### Dataset entries
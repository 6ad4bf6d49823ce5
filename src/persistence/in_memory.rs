use super::record::DataRecord;
use super::store::{PersistenceStore, StoreError};
use async_trait::async_trait;
use chrono::{DateTime, Utc};
use std::collections::HashMap;
use tokio::sync::Mutex;

/// Reference store over a process-local map.
///
/// Used by the test suite and local development; the conditional-put check
/// happens under the store lock, matching the atomicity a real backend
/// provides through its conditional-write primitive.
#[derive(Debug, Default)]
pub struct InMemoryStore {
    records: Mutex<HashMap<String, DataRecord>>,
}

impl InMemoryStore {
    pub fn new() -> Self {
        Self::default()
    }

    pub async fn len(&self) -> usize {
        self.records.lock().await.len()
    }

    pub async fn is_empty(&self) -> bool {
        self.records.lock().await.is_empty()
    }
}

#[async_trait]
impl PersistenceStore for InMemoryStore {
    async fn get_record(&self, key: &str) -> Result<DataRecord, StoreError> {
        self.records
            .lock()
            .await
            .get(key)
            .cloned()
            .ok_or_else(|| StoreError::NotFound(key.to_string()))
    }

    async fn put_record(&self, record: &DataRecord, now: DateTime<Utc>) -> Result<(), StoreError> {
        let mut records = self.records.lock().await;

        if let Some(existing) = records.get(&record.idempotency_key) {
            if !existing.is_expired_at(now) {
                return Err(StoreError::AlreadyExists(record.idempotency_key.clone()));
            }
        }

        records.insert(record.idempotency_key.clone(), record.clone());
        Ok(())
    }

    async fn update_record(&self, record: &DataRecord) -> Result<(), StoreError> {
        self.records
            .lock()
            .await
            .insert(record.idempotency_key.clone(), record.clone());
        Ok(())
    }

    async fn delete_record(&self, key: &str) -> Result<(), StoreError> {
        self.records.lock().await.remove(key);
        Ok(())
    }
}

#[cfg(test)]
mod tests {
    use super::*;
    use chrono::Duration;

    fn record_expiring_at(key: &str, expiry: i64) -> DataRecord {
        DataRecord::in_progress(key.to_string(), expiry, String::new())
    }

    #[tokio::test]
    async fn test_conditional_put_refuses_live_record() {
        let store = InMemoryStore::new();
        let now = Utc::now();
        let record = record_expiring_at("fn#abc", now.timestamp() + 60);

        store.put_record(&record, now).await.expect("first put");

        let err = store
            .put_record(&record, now)
            .await
            .expect_err("second put must be refused");
        assert!(matches!(err, StoreError::AlreadyExists(key) if key == "fn#abc"));
    }

    #[tokio::test]
    async fn test_conditional_put_overwrites_expired_record() {
        let store = InMemoryStore::new();
        let now = Utc::now();

        let stale = record_expiring_at("fn#abc", now.timestamp() - 10);
        store
            .put_record(&stale, now - Duration::seconds(60))
            .await
            .expect("initial put");

        let fresh = record_expiring_at("fn#abc", now.timestamp() + 60);
        store
            .put_record(&fresh, now)
            .await
            .expect("expired record must be overwritable");

        let stored = store.get_record("fn#abc").await.expect("record exists");
        assert_eq!(stored.expiry_timestamp, now.timestamp() + 60);
    }

    #[tokio::test]
    async fn test_get_missing_record_is_not_found() {
        let store = InMemoryStore::new();
        let err = store.get_record("fn#missing").await.expect_err("absent");
        assert!(matches!(err, StoreError::NotFound(_)));
    }

    #[tokio::test]
    async fn test_delete_is_idempotent() {
        let store = InMemoryStore::new();
        let now = Utc::now();
        let record = record_expiring_at("fn#abc", now.timestamp() + 60);

        store.put_record(&record, now).await.expect("put");
        store.delete_record("fn#abc").await.expect("delete");
        store.delete_record("fn#abc").await.expect("repeat delete");

        assert!(store.is_empty().await);
    }
}
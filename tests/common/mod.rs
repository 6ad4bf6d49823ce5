use idempotency_engine::{IdempotencyConfig, IdempotencyEngine, InMemoryStore};
use serde_json::{json, Value};
use std::sync::Arc;
use uuid::Uuid;

pub fn init_tracing() {
    let _ = tracing_subscriber::fmt()
        .with_env_filter(tracing_subscriber::EnvFilter::from_default_env())
        .try_init();
}

/// An order event with a unique id so tests never share keys.
pub fn order_event() -> Value {
    order_event_with("default payload")
}

/// Same shape as `order_event`, with a caller-chosen payload field and a
/// unique id.
pub fn order_event_with(payload: &str) -> Value {
    json!({
        "Body": {
            "id": format!("order-{}", Uuid::new_v4()),
            "payload": payload,
        }
    })
}

/// A copy of `event` with a different payload but the same id, so it derives
/// the same idempotency key.
pub fn with_payload(event: &Value, payload: &str) -> Value {
    let mut altered = event.clone();
    altered["Body"]["payload"] = json!(payload);
    altered
}

pub fn order_config() -> IdempotencyConfig {
    IdempotencyConfig::new()
        .with_function_name("testFunction")
        .with_event_key_path("Body.id")
}

pub fn engine_with(store: Arc<InMemoryStore>, config: IdempotencyConfig) -> IdempotencyEngine {
    init_tracing();
    IdempotencyEngine::new(store, config)
}
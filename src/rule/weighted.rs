//! Weighted random selection rule.
//!
//! Weights are folded into a cumulative table. For A=10, B=30, C=40, D=20:
//! ```text
//! key  10 → A   draws in [0, 10)
//! key  40 → B   draws in [10, 40)
//! key  80 → C   draws in [40, 80)
//! key 100 → D   draws in [80, 100)
//! ```
//! A draw `r` in `[0, total)` selects the smallest key strictly greater than `r`.
//!
//! Rejected candidates (unknown id, or breaker disallows) have their bucket
//! removed from a per-call copy of the table, so the next draw is taken over
//! the remaining buckets only.

use rand::rngs::StdRng;
use rand::{Rng, SeedableRng};
use std::collections::BTreeMap;
use std::ops::Bound::{Excluded, Unbounded};
use std::sync::{Mutex, PoisonError};

use crate::channel::{ChannelId, SharedChannel};
use crate::error::{BalancerError, BalancerResult};
use crate::rule::{first_channel, Rule};

/// Cumulative-weight table: running total → channel id.
#[derive(Debug, Clone, Default, PartialEq, Eq)]
pub struct WeightTable {
    cumulative: BTreeMap<u64, ChannelId>,
}

impl WeightTable {
    /// Build from `(id, weight)` pairs, accumulating in iteration order.
    /// When two entries land on the same running total (zero weights), the
    /// first one keeps the key.
    pub fn from_entries<I>(entries: I) -> Self
    where
        I: IntoIterator<Item = (ChannelId, u32)>,
    {
        let mut cumulative = BTreeMap::new();
        let mut total: u64 = 0;
        for (id, weight) in entries {
            total += u64::from(weight);
            cumulative.entry(total).or_insert(id);
        }
        Self { cumulative }
    }

    /// Build from externally keyed weights such as `"101" → 10`.
    pub fn from_config<I, K>(entries: I) -> BalancerResult<Self>
    where
        I: IntoIterator<Item = (K, u32)>,
        K: AsRef<str>,
    {
        let parsed = entries
            .into_iter()
            .map(|(key, weight)| {
                let key = key.as_ref();
                key.trim()
                    .parse::<ChannelId>()
                    .map(|id| (id, weight))
                    .map_err(|e| BalancerError::InvalidWeight {
                        key: key.to_string(),
                        reason: e.to_string(),
                    })
            })
            .collect::<BalancerResult<Vec<_>>>()?;
        Ok(Self::from_entries(parsed))
    }

    pub fn is_empty(&self) -> bool {
        self.cumulative.is_empty()
    }

    pub fn len(&self) -> usize {
        self.cumulative.len()
    }

    /// Largest cumulative key, or zero for an empty table.
    pub fn total_weight(&self) -> u64 {
        self.cumulative.keys().next_back().copied().unwrap_or(0)
    }

    /// Bucket containing `point`: the smallest key strictly greater than it.
    pub fn lookup(&self, point: u64) -> Option<(u64, ChannelId)> {
        self.cumulative
            .range((Excluded(point), Unbounded))
            .next()
            .map(|(&key, &id)| (key, id))
    }

    pub fn iter(&self) -> impl Iterator<Item = (u64, ChannelId)> + '_ {
        self.cumulative.iter().map(|(&key, &id)| (key, id))
    }

    fn remove(&mut self, key: u64) {
        self.cumulative.remove(&key);
    }
}

/// Weighted random selector with an injected random source.
#[derive(Debug)]
pub struct WeightedRule {
    table: WeightTable,
    rng: Mutex<StdRng>,
}

impl Default for WeightedRule {
    fn default() -> Self {
        Self::new()
    }
}

impl WeightedRule {
    /// An uninitialised rule; it always falls back to the first channel.
    pub fn new() -> Self {
        Self::with_rng(WeightTable::default(), StdRng::from_entropy())
    }

    /// Weighted rule over `weights` (channel id string → weight).
    pub fn from_config<I, K>(weights: I) -> BalancerResult<Self>
    where
        I: IntoIterator<Item = (K, u32)>,
        K: AsRef<str>,
    {
        let mut rule = Self::new();
        rule.initialize(weights)?;
        Ok(rule)
    }

    /// Deterministic rule for reproducible runs.
    pub fn with_seed(table: WeightTable, seed: u64) -> Self {
        Self::with_rng(table, StdRng::seed_from_u64(seed))
    }

    pub fn with_rng(table: WeightTable, rng: StdRng) -> Self {
        Self {
            table,
            rng: Mutex::new(rng),
        }
    }

    /// Replace the weight table.
    pub fn initialize<I, K>(&mut self, weights: I) -> BalancerResult<()>
    where
        I: IntoIterator<Item = (K, u32)>,
        K: AsRef<str>,
    {
        self.table = WeightTable::from_config(weights)?;
        Ok(())
    }

    pub fn weight_table(&self) -> &WeightTable {
        &self.table
    }

    fn draw(&self, total: u64) -> u64 {
        let mut rng = self.rng.lock().unwrap_or_else(PoisonError::into_inner);
        rng.gen_range(0..total)
    }
}

impl Rule for WeightedRule {
    fn name(&self) -> &'static str {
        "weighted"
    }

    fn choose(&self, channels: &[SharedChannel]) -> BalancerResult<SharedChannel> {
        if channels.is_empty() {
            return Err(BalancerError::EmptyChannelSet);
        }

        let mut working = self.table.clone();
        while !working.is_empty() {
            let total = working.total_weight();
            if total == 0 {
                // Only zero-width buckets are left; nothing can be drawn.
                break;
            }
            let point = self.draw(total);
            let Some((key, id)) = working.lookup(point) else {
                break;
            };
            tracing::debug!(total, point, bucket = key, candidate = id, "Weighted draw");

            match channels.iter().find(|channel| channel.id() == id) {
                Some(channel) if channel.allows_request() => return Ok(channel.clone()),
                Some(_) => tracing::debug!(channel = id, "Channel interrupted, reselecting"),
                None => tracing::debug!(channel = id, "Weighted channel not in channel list, reselecting"),
            }
            working.remove(key);
        }

        first_channel(self.name(), channels)
    }
}

#[cfg(test)]
mod tests {
    use super::*;
    use crate::rule::testing::{endpoints, Probe};
    use std::collections::HashMap;

    fn abc_table() -> WeightTable {
        WeightTable::from_entries([(101, 10), (102, 20), (103, 30)])
    }

    fn tally(rule: &WeightedRule, channels: &[SharedChannel], draws: usize) -> HashMap<ChannelId, usize> {
        let mut counts = HashMap::new();
        for _ in 0..draws {
            *counts.entry(rule.choose(channels).unwrap().id()).or_default() += 1;
        }
        counts
    }

    #[test]
    fn test_cumulative_table() {
        let table = abc_table();
        let entries: Vec<_> = table.iter().collect();
        assert_eq!(entries, vec![(10, 101), (30, 102), (60, 103)]);
        assert_eq!(table.total_weight(), 60);
    }

    #[test]
    fn test_lookup_boundaries() {
        let table = abc_table();
        assert_eq!(table.lookup(0), Some((10, 101)));
        assert_eq!(table.lookup(9), Some((10, 101)));
        assert_eq!(table.lookup(10), Some((30, 102)));
        assert_eq!(table.lookup(59), Some((60, 103)));
        assert_eq!(table.lookup(60), None);
    }

    #[test]
    fn test_duplicate_cumulative_keeps_first() {
        let table = WeightTable::from_entries([(1, 5), (2, 0), (3, 5)]);
        let entries: Vec<_> = table.iter().collect();
        assert_eq!(entries, vec![(5, 1), (10, 3)]);
    }

    #[test]
    fn test_from_config_parses_keys() {
        let table = WeightTable::from_config([("101", 10), ("102", 20)]).unwrap();
        assert_eq!(table.iter().collect::<Vec<_>>(), vec![(10, 101), (30, 102)]);

        let err = WeightTable::from_config([("abc", 1)]).unwrap_err();
        assert!(matches!(err, BalancerError::InvalidWeight { ref key, .. } if key == "abc"));
    }

    #[test]
    fn test_proportional_distribution() {
        let rule = WeightedRule::with_seed(abc_table(), 42);
        let channels = endpoints(&[101, 102, 103]);

        let counts = tally(&rule, &channels, 6000);
        for (id, expected) in [(101, 1000), (102, 2000), (103, 3000)] {
            let observed = counts[&id] as i64;
            assert!(
                (observed - expected).abs() < 150,
                "channel {id}: observed {observed}, expected ~{expected}"
            );
        }
    }

    #[test]
    fn test_heaviest_bucket_disallowed() {
        let rule = WeightedRule::with_seed(abc_table(), 7);
        let channels = endpoints(&[101, 102, 103]);
        channels[2].record_non_success();

        let counts = tally(&rule, &channels, 3000);
        assert!(!counts.contains_key(&103));
        // Remaining weights 10:20 split one third / two thirds.
        let a = counts[&101] as i64;
        assert!((a - 1000).abs() < 150, "observed {a}");
    }

    #[test]
    fn test_rejected_bucket_pruned_within_call() {
        let rule = WeightedRule::with_seed(abc_table(), 3);
        let probes = [Probe::new(101, false), Probe::new(102, false), Probe::new(103, false)];
        let channels: Vec<SharedChannel> = probes
            .iter()
            .map(|p| p.clone() as SharedChannel)
            .collect();

        let chosen = rule.choose(&channels).unwrap();
        assert_eq!(chosen.id(), 101);
        // Every bucket is checked exactly once before the fallback.
        for probe in &probes {
            assert_eq!(probe.checks(), 1);
        }
        // The shared table is untouched.
        assert_eq!(rule.weight_table().len(), 3);
    }

    #[test]
    fn test_unknown_ids_are_skipped() {
        let table = WeightTable::from_entries([(999, 50), (101, 10)]);
        let rule = WeightedRule::with_seed(table, 11);
        let channels = endpoints(&[100, 101]);

        for _ in 0..50 {
            assert_eq!(rule.choose(&channels).unwrap().id(), 101);
        }
    }

    #[test]
    fn test_uninitialized_falls_back() {
        let rule = WeightedRule::new();
        let channels = endpoints(&[5, 6]);
        assert_eq!(rule.choose(&channels).unwrap().id(), 5);
    }

    #[test]
    fn test_zero_total_falls_back() {
        let rule = WeightedRule::with_seed(WeightTable::from_entries([(6, 0)]), 1);
        let channels = endpoints(&[5, 6]);
        assert_eq!(rule.choose(&channels).unwrap().id(), 5);
    }

    #[test]
    fn test_empty_channel_set() {
        let rule = WeightedRule::with_seed(abc_table(), 1);
        assert_eq!(rule.choose(&[]).unwrap_err(), BalancerError::EmptyChannelSet);
    }

    #[test]
    fn test_initialize_replaces_table() {
        let mut rule = WeightedRule::from_config([("1", 1)]).unwrap();
        rule.initialize([("2", 4), ("3", 4)]).unwrap();
        assert_eq!(rule.weight_table().iter().collect::<Vec<_>>(), vec![(4, 2), (8, 3)]);
    }
}
//! Configuration management subsystem.
//!
//! # Data Flow
//! ```text
//! config file (TOML)
//!     → loader.rs (parse & deserialize)
//!     → validation.rs (semantic checks)
//!     → BalancerConfig (validated, immutable)
//!     → wiring.rs (endpoints + default rule → LoadBalancer)
//! ```
//!
//! # Design Decisions
//! - Config is read once at wiring time; the channel set never changes afterwards
//! - All fields have defaults to allow minimal configs
//! - Validation separates syntactic (serde) from semantic checks

pub mod loader;
pub mod schema;
pub mod validation;
pub mod wiring;

pub use loader::{load_config, parse_config, ConfigError};
pub use schema::{BalancerConfig, BreakerConfig, ChannelConfig, ObservabilityConfig, RuleConfig};
pub use validation::ValidationError;
pub use wiring::{build_balancer, build_channels, build_rule};
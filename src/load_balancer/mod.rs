//! Load balancing facade.
//!
//! # Data Flow
//! ```text
//! caller → LoadBalancer::execute(operation[, rule])
//!     → snapshot of the owned channel list
//!     → Rule::choose(snapshot)
//!     → operation(chosen channel)
//!     → result returned unchanged
//! ```
//!
//! # Design Decisions
//! - Channel set is fixed at construction; callers only ever see copies
//! - No retries and no breaker bookkeeping on behalf of the operation; the
//!   embedder reports outcomes on the chosen channel itself
//! - Everything runs on the caller's thread

pub mod pool;

pub use pool::LoadBalancer;
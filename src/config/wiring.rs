//! Turning a configuration into live channels and rules.

use rand::rngs::StdRng;
use rand::SeedableRng;

use crate::channel::{Channel, Endpoint, SharedChannel};
use crate::config::schema::{BalancerConfig, BreakerConfig, ChannelConfig, RuleConfig};
use crate::load_balancer::LoadBalancer;
use crate::observability::metrics;
use crate::rule::{AssignRule, RoundRobinRule, Rule, WeightTable, WeightedRule};

/// Construct endpoints, applying breaker settings and warm-start snapshots.
pub fn build_channels(channels: &[ChannelConfig], defaults: &BreakerConfig) -> Vec<SharedChannel> {
    channels
        .iter()
        .map(|config| {
            let endpoint = Endpoint::new(config.id, config.display_name());
            endpoint.initialize(
                config.breaker_settings(defaults),
                config.tripped_at(),
                config.consecutive_failures,
            );
            metrics::record_channel_availability(config.id, endpoint.is_available());
            endpoint.shared()
        })
        .collect()
}

/// Construct a rule. Weighted rules take their weights from `channels` in
/// order; `seed` makes their draws reproducible.
pub fn build_rule(rule: &RuleConfig, channels: &[ChannelConfig], seed: Option<u64>) -> Box<dyn Rule> {
    match *rule {
        RuleConfig::RoundRobin => Box::new(RoundRobinRule::new()),
        RuleConfig::Assign { target } => Box::new(AssignRule::new(target)),
        RuleConfig::Weighted => {
            let table = WeightTable::from_entries(channels.iter().map(|c| (c.id, c.weight)));
            let rng = match seed {
                Some(seed) => StdRng::seed_from_u64(seed),
                None => StdRng::from_entropy(),
            };
            Box::new(WeightedRule::with_rng(table, rng))
        }
    }
}

/// Wire a complete balancer from configuration.
pub fn build_balancer(config: &BalancerConfig) -> LoadBalancer {
    let channels = build_channels(&config.channels, &config.breaker);

    let balancer = match &config.rule {
        Some(rule) => LoadBalancer::with_default_rule(channels, build_rule(rule, &config.channels, None)),
        None => LoadBalancer::new(channels),
    };

    tracing::info!(
        channels = config.channels.len(),
        rule = balancer.default_rule().map(|r| r.name()).unwrap_or("none"),
        "Load balancer ready"
    );
    balancer
}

### Activity
Which lines in the data above contain "runs"? Show each one.

### Answer space
    /// Deterministic rule for reproducible runs.
//! - Everything runs on the caller's thread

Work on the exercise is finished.